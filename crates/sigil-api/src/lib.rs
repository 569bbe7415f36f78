//! # sigil-api: HTTP Surface for the Sigil Proof Stack
//!
//! ## API Surface
//!
//! | Route                     | Module                | Purpose                          |
//! |---------------------------|-----------------------|----------------------------------|
//! | `POST /api/proof/sigil`   | [`routes::proof`]     | Groth16 proof for a hash input   |
//! | `POST /api/share/decode`  | [`routes::share`]     | Decode `c1:` / legacy payloads   |
//! | `POST /api/receipt/verify`| [`routes::receipt`]   | Verify a proof, issue a receipt  |
//! | `GET /openapi.json`       | [`openapi`]           | OpenAPI document                 |
//! | `GET /health/*`           | this module           | Liveness and readiness probes    |
//!
//! ## Middleware Stack (execution order)
//!
//! ```text
//! TraceLayer → CorsLayer → DefaultBodyLimit → Handler
//! ```

pub mod error;
pub mod extractors;
pub mod middleware;
pub mod openapi;
pub mod routes;
pub mod state;

use axum::extract::{DefaultBodyLimit, State};
use axum::http::StatusCode;
use axum::response::IntoResponse;
use axum::routing::get;
use axum::Router;
use tower_http::cors::CorsLayer;

use crate::state::AppState;

/// Largest accepted request body. Share payloads are capped well below this
/// by the codec; proof and receipt bodies are a few kilobytes.
pub const MAX_BODY_BYTES: usize = 512 * 1024;

/// Assemble the application router with all routes and middleware.
pub fn app(state: AppState) -> Router {
    let api = Router::new()
        .merge(routes::proof::router())
        .merge(routes::share::router())
        .merge(routes::receipt::router())
        .merge(openapi::router())
        .layer(DefaultBodyLimit::max(MAX_BODY_BYTES));

    let health = Router::new()
        .route("/health/liveness", get(liveness))
        .route("/health/readiness", get(readiness));

    Router::new()
        .merge(health)
        .merge(api)
        .layer(CorsLayer::permissive())
        .layer(middleware::tracing_layer::layer())
        .with_state(state)
}

/// Liveness probe: always returns 200 if the process is running.
async fn liveness() -> &'static str {
    "ok"
}

/// Readiness probe: 200 "ready" once proof artifacts are loaded, 503 otherwise.
async fn readiness(State(state): State<AppState>) -> impl IntoResponse {
    if state.is_ready() {
        (StatusCode::OK, "ready")
    } else {
        (StatusCode::SERVICE_UNAVAILABLE, "proof artifacts not loaded")
    }
}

____

Exercise — Copy all lines of the listing above that contain the string "merge".

Result of this exercise —
        .merge(routes::proof::router())
        .merge(routes::share::router())
        .merge(routes::receipt::router())
        .merge(openapi::router())
        .merge(health)
        .merge(api)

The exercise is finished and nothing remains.